Clustering / Hierarchical

Description

Hierarchical clustering creates a dendrogram describing the relationships between genes or chips in a selected genelist. Clustering consists of two separate steps. First, all pairwise distances between objects (genes or chips) are calculated. The dendrogram is then drawn using these distances by a selected method. The maximum number of genes/samples to be clustered is 20 000.

Parameters

What to cluster (genes, chips) [genes]
Distance method (euclidian, manhattan, pearson, spearman) [euclidian]
Tree method (single, average, complete, ward) [average]
Resampling method (none, permutation-topodist, bootstrap) [none]
Number of replications (1-10000) [1000]
Image width (200-3200) [600]
Image height (200-3200) [600]

Details

User can select from four different distance methods:

Euclidean distance

This is an absolute distance between two gene expression profiles or chips. Euclidean distances between objects, such as dots on a paper could be measured with a ruler.

Manhattan distance

A distance between gene expression profiles or chips measured at right angles.

Pearson correlation

Distance using Pearson correlation is calculated as 1-correlation coefficient.

Spearman correlation

Distance using Spearman correlation is calculated as 1-correlation coefficient.

It is also possible to modify the dendrogram drawing method. Four possible options are:

Single linkage

A distance between clusters in the tree is calculated using the shortest distance between them.

Average linkage (UPGMA)

A distance between clusters in the tree is calculated using average distance between them.

Complete linkage

A distance between clusters in the tree is calculated using the longest distance between them.

Ward

At every step of clustering two clusters that result into a minimal loss of information are combined. Information loss is measured using error sum-of-squares criterion.

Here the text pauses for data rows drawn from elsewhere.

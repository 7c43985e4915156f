use clap::{Arg, Command, value_parser};
use std::path::PathBuf;

pub const SAMPLE_CMD: &str = "sample";

pub const SAMPLE_COORDS: &str = "coords";
pub const SAMPLE_BIGBED: &str = "bigbed";
pub const SAMPLE_BIGWIG: &str = "bigwig";

fn output_arg() -> Arg {
    Arg::new("output")
        .long("output")
        .short('o')
        .required(true)
        .value_parser(value_parser!(PathBuf))
        .help("File to write")
}

pub fn create_sample_cli() -> Command {
    Command::new(SAMPLE_CMD)
        .author("mgread")
        .about("Write sample files with the layout the readers expect")
        .subcommand_required(true)
        .arg_required_else_help(true)
        .subcommand(
            Command::new(SAMPLE_COORDS)
                .about("Write a sample coordinate store (.coords, or .hdf5 with the hdf5 feature)")
                .arg(output_arg())
                .arg(
                    Arg::new("regions")
                        .long("regions")
                        .default_value("10")
                        .value_parser(value_parser!(usize)),
                )
                .arg(
                    Arg::new("min-rows")
                        .long("min-rows")
                        .default_value("500")
                        .value_parser(value_parser!(usize)),
                )
                .arg(
                    Arg::new("max-rows")
                        .long("max-rows")
                        .default_value("2000")
                        .value_parser(value_parser!(usize))
                        .help("Largest number of positions per region (inclusive)"),
                )
                .arg(
                    Arg::new("seed")
                        .long("seed")
                        .default_value("42")
                        .value_parser(value_parser!(u64)),
                ),
        )
        .subcommand(
            Command::new(SAMPLE_BIGBED)
                .about("Write a sample BigBed file")
                .arg(output_arg()),
        )
        .subcommand(
            Command::new(SAMPLE_BIGWIG)
                .about("Write a sample BigWig file")
                .arg(output_arg()),
        )
}
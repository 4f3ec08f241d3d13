//! Resource payload and domain record.
//!
//! # Invariants
//! - `resource_type` is never blank.
//! - A client-generated payload id must parse as a UUID.

use serde::{Deserialize, Serialize};
use std::collections::BTreeMap;
use std::error::Error;
use std::fmt::{Display, Formatter};
use uuid::Uuid;

/// Stable identifier for persisted records.
pub type RecordId = Uuid;

/// Attribute bag shared by payloads and records.
pub type Attributes = BTreeMap<String, serde_json::Value>;

/// Parsed body of an incoming create/update request.
#[derive(Debug, Clone, PartialEq, Serialize, Deserialize)]
pub struct ResourceObject {
    /// Serialized as `type` to match resource document naming.
    #[serde(rename = "type")]
    pub resource_type: String,
    /// Client-generated id on create, or the target id on update.
    #[serde(default, skip_serializing_if = "Option::is_none")]
    pub id: Option<String>,
    #[serde(default)]
    pub attributes: Attributes,
}

impl ResourceObject {
    /// Creates a payload without a client-generated id.
    pub fn new(resource_type: impl Into<String>, attributes: Attributes) -> Self {
        Self {
            resource_type: resource_type.into(),
            id: None,
            attributes,
        }
    }

    /// Sets the payload id.
    pub fn with_id(mut self, id: impl Into<String>) -> Self {
        self.id = Some(id.into());
        self
    }

    /// Validates shape invariants before a hydrator sees the payload.
    pub fn validate(&self) -> Result<(), ResourceValidationError> {
        if self.resource_type.trim().is_empty() {
            return Err(ResourceValidationError::EmptyResourceType);
        }
        self.parsed_id()?;
        Ok(())
    }

    /// Returns the payload id as a UUID, if one was supplied.
    pub fn parsed_id(&self) -> Result<Option<RecordId>, ResourceValidationError> {
        match self.id.as_deref() {
            None => Ok(None),
            Some(raw) => Uuid::parse_str(raw.trim())
                .map(Some)
                .map_err(|_| ResourceValidationError::InvalidId(raw.to_string())),
        }
    }
}

/// Persisted entity handed back by hydrators and stores.
#[derive(Debug, Clone, PartialEq, Serialize, Deserialize)]
pub struct Record {
    pub id: RecordId,
    #[serde(rename = "type")]
    pub resource_type: String,
    pub attributes: Attributes,
    /// Epoch milliseconds.
    pub created_at: i64,
    /// Epoch milliseconds.
    pub updated_at: i64,
}

/// Payload validation failures.
#[derive(Debug, Clone, PartialEq, Eq)]
pub enum ResourceValidationError {
    EmptyResourceType,
    InvalidId(String),
    /// Payload type differs from the type the hydrator/record expects.
    TypeMismatch { expected: String, actual: String },
    /// Update payload id differs from the target record id.
    IdMismatch { record: RecordId, payload: String },
}

impl Display for ResourceValidationError {
    fn fmt(&self, f: &mut Formatter<'_>) -> std::fmt::Result {
        match self {
            Self::EmptyResourceType => write!(f, "resource type must not be blank"),
            Self::InvalidId(value) => write!(f, "resource id is not a valid uuid: `{value}`"),
            Self::TypeMismatch { expected, actual } => write!(
                f,
                "resource type `{actual}` does not match expected type `{expected}`"
            ),
            Self::IdMismatch { record, payload } => write!(
                f,
                "resource id `{payload}` does not match record id `{record}`"
            ),
        }
    }
}

impl Error for ResourceValidationError {}

#[cfg(test)]
mod tests {
    use super::{Attributes, ResourceObject, ResourceValidationError};
    use serde_json::json;

    #[test]
    fn validate_rejects_blank_type() {
        let payload = ResourceObject::new("  ", Attributes::new());
        assert_eq!(
            payload.validate(),
            Err(ResourceValidationError::EmptyResourceType)
        );
    }

    #[test]
    fn validate_rejects_non_uuid_id() {
        let payload = ResourceObject::new("posts", Attributes::new()).with_id("post-1");
        assert_eq!(
            payload.validate(),
            Err(ResourceValidationError::InvalidId("post-1".to_string()))
        );
    }

    #[test]
    fn deserializes_type_field_and_defaults_attributes() {
        let payload: ResourceObject =
            serde_json::from_value(json!({ "type": "posts" })).expect("payload should parse");
        assert_eq!(payload.resource_type, "posts");
        assert!(payload.id.is_none());
        assert!(payload.attributes.is_empty());
    }
}
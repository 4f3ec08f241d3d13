//! Error surface shared by the dispatcher and its collaborators.
//!
//! # Invariants
//! - `Runtime` is reserved for fatal dispatcher conditions (deletion failure,
//!   hydrator misconfiguration).
//! - Collaborator failures are wrapped without rewriting their message.

use crate::db::DbError;
use crate::model::resource::ResourceValidationError;
use crate::repo::record_repo::RepoError;
use std::error::Error;
use std::fmt::{Display, Formatter};

pub type DispatchResult<T> = Result<T, DispatchError>;

#[derive(Debug)]
pub enum DispatchError {
    /// Non-recoverable dispatcher failure.
    Runtime(String),
    /// Payload rejected before or during hydration.
    Validation(ResourceValidationError),
    /// Repository failure raised by a store or hydrator.
    Repo(RepoError),
    /// Connection or transaction failure.
    Db(DbError),
    /// A lifecycle hook refused the mutation.
    Hook(String),
}

impl DispatchError {
    pub fn runtime(message: impl Into<String>) -> Self {
        Self::Runtime(message.into())
    }

    pub fn hook(message: impl Into<String>) -> Self {
        Self::Hook(message.into())
    }

    /// Stable short code used in log events.
    pub fn code(&self) -> &'static str {
        match self {
            Self::Runtime(_) => "runtime",
            Self::Validation(_) => "validation",
            Self::Repo(_) => "repo",
            Self::Db(_) => "db",
            Self::Hook(_) => "hook",
        }
    }
}

impl Display for DispatchError {
    fn fmt(&self, f: &mut Formatter<'_>) -> std::fmt::Result {
        match self {
            Self::Runtime(message) => write!(f, "{message}"),
            Self::Validation(err) => write!(f, "{err}"),
            Self::Repo(err) => write!(f, "{err}"),
            Self::Db(err) => write!(f, "{err}"),
            Self::Hook(message) => write!(f, "lifecycle hook failed: {message}"),
        }
    }
}

impl Error for DispatchError {
    fn source(&self) -> Option<&(dyn Error + 'static)> {
        match self {
            Self::Validation(err) => Some(err),
            Self::Repo(err) => Some(err),
            Self::Db(err) => Some(err),
            Self::Runtime(_) | Self::Hook(_) => None,
        }
    }
}

impl From<ResourceValidationError> for DispatchError {
    fn from(value: ResourceValidationError) -> Self {
        Self::Validation(value)
    }
}

impl From<RepoError> for DispatchError {
    fn from(value: RepoError) -> Self {
        match value {
            RepoError::Validation(err) => Self::Validation(err),
            other => Self::Repo(other),
        }
    }
}

impl From<DbError> for DispatchError {
    fn from(value: DbError) -> Self {
        Self::Db(value)
    }
}

impl From<rusqlite::Error> for DispatchError {
    fn from(value: rusqlite::Error) -> Self {
        Self::Db(DbError::Sqlite(value))
    }
}
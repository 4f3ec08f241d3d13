//! Dispatcher construction and one-time hydrator resolution.

use super::dispatcher::ResourceDispatcher;
use super::handler::ResourceHandler;
use crate::config::DispatchConfig;
use crate::error::{DispatchError, DispatchResult};
use crate::hydrator::Hydrator;
use crate::response::{ResponseBuilder, StatusReply};
use crate::service::ServiceContainer;
use log::{error, info};
use std::sync::Arc;

/// How a dispatcher obtains its hydrator.
#[derive(Clone, Default)]
pub enum HydratorBinding {
    #[default]
    Unset,
    /// Pre-bound hydrator instance.
    Instance(Arc<dyn Hydrator>),
    /// Service id resolved through a `ServiceContainer` at build time.
    Service(String),
}

impl HydratorBinding {
    /// Resolves the binding to a hydrator handle.
    ///
    /// # Errors
    /// - Runtime error when the binding is unset (or a blank service id).
    /// - Runtime error naming the service when it is missing or is not a
    ///   hydrator.
    pub fn resolve(&self, container: &ServiceContainer) -> DispatchResult<Arc<dyn Hydrator>> {
        match self {
            Self::Instance(hydrator) => Ok(Arc::clone(hydrator)),
            Self::Service(id) if !id.trim().is_empty() => container.resolve_hydrator(id),
            Self::Unset | Self::Service(_) => {
                Err(DispatchError::runtime("hydrator binding must be set"))
            }
        }
    }

    fn describe(&self) -> String {
        match self {
            Self::Unset => "unset".to_string(),
            Self::Instance(_) => "instance".to_string(),
            Self::Service(id) => format!("service:{}", id.trim()),
        }
    }
}

/// Collects dispatcher settings and resolves the hydrator once.
pub struct DispatcherBuilder<H, R = StatusReply> {
    handler: H,
    hydrator: HydratorBinding,
    config: DispatchConfig,
    reply: R,
}

impl<H> DispatcherBuilder<H> {
    pub fn new(handler: H) -> Self {
        Self {
            handler,
            hydrator: HydratorBinding::Unset,
            config: DispatchConfig::default(),
            reply: StatusReply,
        }
    }
}

impl<H: ResourceHandler, R: ResponseBuilder> DispatcherBuilder<H, R> {
    pub fn hydrator(mut self, binding: HydratorBinding) -> Self {
        self.hydrator = binding;
        self
    }

    pub fn hydrator_instance(self, hydrator: Arc<dyn Hydrator>) -> Self {
        self.hydrator(HydratorBinding::Instance(hydrator))
    }

    pub fn hydrator_service(self, id: impl Into<String>) -> Self {
        self.hydrator(HydratorBinding::Service(id.into()))
    }

    pub fn config(mut self, config: DispatchConfig) -> Self {
        self.config = config;
        self
    }

    pub fn use_transactions(mut self, enabled: bool) -> Self {
        self.config.use_transactions = enabled;
        self
    }

    pub fn connection(mut self, name: impl Into<String>) -> Self {
        self.config.connection = Some(name.into());
        self
    }

    /// Swaps the response builder.
    pub fn reply<R2: ResponseBuilder>(self, reply: R2) -> DispatcherBuilder<H, R2> {
        DispatcherBuilder {
            handler: self.handler,
            hydrator: self.hydrator,
            config: self.config,
            reply,
        }
    }

    /// Resolves the hydrator binding and returns a ready dispatcher.
    pub fn build(self, container: &ServiceContainer) -> DispatchResult<ResourceDispatcher<H, R>> {
        let binding = self.hydrator.describe();
        let hydrator = self.hydrator.resolve(container).map_err(|err| {
            error!(
                "event=dispatcher_build module=dispatch status=error hydrator={binding} error={err}"
            );
            err
        })?;

        info!(
            "event=dispatcher_build module=dispatch status=ok hydrator={binding} use_transactions={} connection={}",
            self.config.use_transactions,
            self.config.connection.as_deref().unwrap_or("default")
        );
        Ok(ResourceDispatcher::new(
            self.handler,
            hydrator,
            self.config,
            self.reply,
        ))
    }
}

The results of the hierarchical clustering can be checked using bootstrapping testing. Bootstrapping creates a user specified number of pseudodatasets from the original one. In the pseudodatasets, each row or column (depending on whether genes or chips were clustered), can be present zero, one or several times. Every bootstrapped dataset is then converted into a dendrogram. Say, if 100 bootstrap samples were used, 100 trees are produced. A majority rule consensus is then created from these trees, and the results are displayed for the user. In the majority rule consensus tree every node in the tree is labeled with a number. This number represents the number of trees where that node was present. The higher the number the better. Note that bootstrapping can only be done using Euclidian distance or Pearson correlation. Bootstrap resampling on datasets larger than 1000 genes is not possible due to computing time limitations. Please note that you can run hierarchical clustering on datasets including up to 20000 genes, provided the resampling option is turned off.

Output

A file with information on how to draw the tree. This file can be visualised using the interactive "Hierarchical clustering" visualisation. Please note that you can select genes in this visualisation by drawing a box in the heatmap area. Clicking on the tab "Selected" allows you to create a new data set based on your selection.

References

This tools uses R packages ape and amap. The citation for ape is:

Paradis E., Claude J. & Strimmer K. 2004. APE: analyses of phylogenetics and evolution in R language. Bioinformatics 20: 289–290. PDF [37 KB].